WHAT YOU HAVE TO DO> Read through the data below and state how many of its lines contain the word "Programmatic", adding nothing.

■ ■ ■ ■

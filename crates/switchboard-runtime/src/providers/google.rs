//! Google Gemini generateContent adapter.
//!
//! Gemini takes the key as a `key` query parameter and does not report
//! token usage in the fields we read, so usage is estimated.

use async_trait::async_trait;
use serde::{Deserialize, Serialize};
use std::sync::Arc;
use std::time::Instant;

use switchboard_core::{Domain, GenerationResponse, ProviderId, ResponseSource};

use super::{
    factory::ProviderFactory, http, secrets::ApiCredential, AdapterConfig, ProviderError,
    TextProvider,
};
use crate::config::ProviderSettings;

/// Google Gemini provider.
pub struct GoogleProvider {
    credential: ApiCredential,
    config: AdapterConfig,
}

impl std::fmt::Debug for GoogleProvider {
    fn fmt(&self, f: &mut std::fmt::Formatter<'_>) -> std::fmt::Result {
        f.debug_struct("GoogleProvider")
            .field("credential", &self.credential)
            .field("model", &self.config.model)
            .field("base_url", &self.config.base_url)
            .finish()
    }
}

impl GoogleProvider {
    pub fn new(credential: ApiCredential, config: AdapterConfig) -> Self {
        Self { credential, config }
    }

    pub fn from_settings(settings: &ProviderSettings) -> Result<Self, ProviderError> {
        let id = ProviderId::Google;
        let credential = ApiCredential::resolve(
            settings.api_key.as_deref(),
            settings.credential_env(id),
            "Google API key",
        )?;
        Ok(Self::new(credential, settings.resolve(id)))
    }
}

#[derive(Debug, Serialize)]
#[serde(rename_all = "camelCase")]
struct GenerateRequest<'a> {
    contents: [Content<'a>; 1],
    generation_config: GenerationConfig,
}

#[derive(Debug, Serialize)]
struct Content<'a> {
    parts: [Part<'a>; 1],
}

#[derive(Debug, Serialize)]
struct Part<'a> {
    text: &'a str,
}

#[derive(Debug, Serialize)]
#[serde(rename_all = "camelCase")]
struct GenerationConfig {
    temperature: f32,
    max_output_tokens: u32,
}

#[derive(Debug, Deserialize)]
struct GenerateResponse {
    candidates: Vec<Candidate>,
}

#[derive(Debug, Deserialize)]
struct Candidate {
    content: CandidateContent,
}

#[derive(Debug, Deserialize)]
struct CandidateContent {
    parts: Vec<CandidatePart>,
}

#[derive(Debug, Deserialize)]
struct CandidatePart {
    #[serde(default)]
    text: Option<String>,
}

#[async_trait]
impl TextProvider for GoogleProvider {
    async fn generate(
        &self,
        prompt: &str,
        _domain: Domain,
    ) -> Result<GenerationResponse, ProviderError> {
        let started = Instant::now();

        let request = GenerateRequest {
            contents: [Content {
                parts: [Part { text: prompt }],
            }],
            generation_config: GenerationConfig {
                temperature: self.config.temperature,
                max_output_tokens: self.config.max_tokens,
            },
        };

        // SECURITY: Only expose the credential here, at the point of use
        let builder = http::client()
            .post(format!(
                "{}/models/{}:generateContent",
                self.config.base_url, self.config.model
            ))
            .query(&[("key", self.credential.expose())]);

        let body: GenerateResponse = http::post_json(builder, &request, self.config.timeout).await?;

        let content = body
            .candidates
            .into_iter()
            .next()
            .and_then(|candidate| candidate.content.parts.into_iter().next())
            .ok_or_else(|| ProviderError::Parse("response has no candidate parts".to_string()))?
            .text
            .ok_or_else(|| ProviderError::Parse("candidate part has no text".to_string()))?;

        Ok(GenerationResponse {
            tokens_used: self.estimate_tokens(&content),
            content,
            source: ResponseSource::Provider(ProviderId::Google),
            model: self.config.model.clone(),
            elapsed_secs: started.elapsed().as_secs_f64(),
            confidence: self.config.confidence,
        })
    }

    fn id(&self) -> ProviderId {
        ProviderId::Google
    }

    fn model(&self) -> &str {
        &self.config.model
    }
}

/// Factory for Gemini adapters. Requires `GOOGLE_API_KEY` or an inline key.
pub struct GoogleProviderFactory;

impl ProviderFactory for GoogleProviderFactory {
    fn provider_id(&self) -> ProviderId {
        ProviderId::Google
    }

    fn create(&self, settings: &ProviderSettings) -> Result<Arc<dyn TextProvider>, ProviderError> {
        Ok(Arc::new(GoogleProvider::from_settings(settings)?))
    }
}

#[cfg(test)]
mod tests {
    use super::*;
    use crate::providers::CredentialSource;
    use serde_json::json;
    use wiremock::matchers::{body_partial_json, method, path, query_param};
    use wiremock::{Mock, MockServer, ResponseTemplate};

    fn provider(server: &MockServer) -> GoogleProvider {
        GoogleProvider::new(
            ApiCredential::new("g-key", CredentialSource::Programmatic, "Google API key"),
            AdapterConfig::for_provider(ProviderId::Google).with_base_url(server.uri()),
        )
    }

    #[tokio::test]
    async fn test_generate_estimates_tokens() {
        let server = MockServer::start().await;
        Mock::given(method("POST"))
            .and(path("/models/gemini-pro:generateContent"))
            .and(query_param("key", "g-key"))
            .and(body_partial_json(json!({
                "contents": [{"parts": [{"text": "Issue: fisheries"}]}],
                "generationConfig": {"maxOutputTokens": 1000}
            })))
            .respond_with(ResponseTemplate::new(200).set_body_json(json!({
                "candidates": [{
                    "content": {"parts": [{"text": "sixteen chars!!!"}], "role": "model"}
                }]
            })))
            .expect(1)
            .mount(&server)
            .await;

        let response = provider(&server)
            .generate("Issue: fisheries", Domain::Mun)
            .await
            .unwrap();

        assert_eq!(response.content, "sixteen chars!!!");
        assert_eq!(response.tokens_used, 4);
        assert_eq!(response.model, "gemini-pro");
        assert_eq!(response.confidence, 0.85);
    }

    #[tokio::test]
    async fn test_blocked_prompt_without_candidates_is_parse_error() {
        let server = MockServer::start().await;
        Mock::given(method("POST"))
            .respond_with(ResponseTemplate::new(200).set_body_json(json!({
                "candidates": [],
                "promptFeedback": {"blockReason": "SAFETY"}
            })))
            .mount(&server)
            .await;

        let err = provider(&server).generate("hi", Domain::General).await.unwrap_err();
        assert!(matches!(err, ProviderError::Parse(_)));
    }

    #[tokio::test]
    async fn test_html_error_page_is_api_error() {
        let server = MockServer::start().await;
        Mock::given(method("POST"))
            .respond_with(ResponseTemplate::new(502).set_body_string("<html>Bad Gateway</html>"))
            .mount(&server)
            .await;

        let err = provider(&server).generate("hi", Domain::General).await.unwrap_err();
        assert!(matches!(err, ProviderError::Api { status: 502, .. }));
    }

    #[tokio::test]
    async fn test_connection_failure_does_not_leak_key() {
        let provider = GoogleProvider::new(
            ApiCredential::new("g-SECRET-KEY-42", CredentialSource::Programmatic, "Google API key"),
            AdapterConfig::for_provider(ProviderId::Google).with_base_url("http://127.0.0.1:1"),
        );

        let err = provider.generate("hi", Domain::General).await.unwrap_err();

        assert!(matches!(err, ProviderError::Http(_)));
        assert!(!err.to_string().contains("g-SECRET-KEY-42"), "key leaked: {err}");
    }

    #[test]
    fn test_api_key_not_in_debug_output() {
        let provider = GoogleProvider::new(
            ApiCredential::new("g-secret-999", CredentialSource::Programmatic, "Google API key"),
            AdapterConfig::for_provider(ProviderId::Google),
        );
        assert!(!format!("{provider:?}").contains("g-secret-999"));
    }
}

■ ■ ■ ■

TASK ANSWER> 3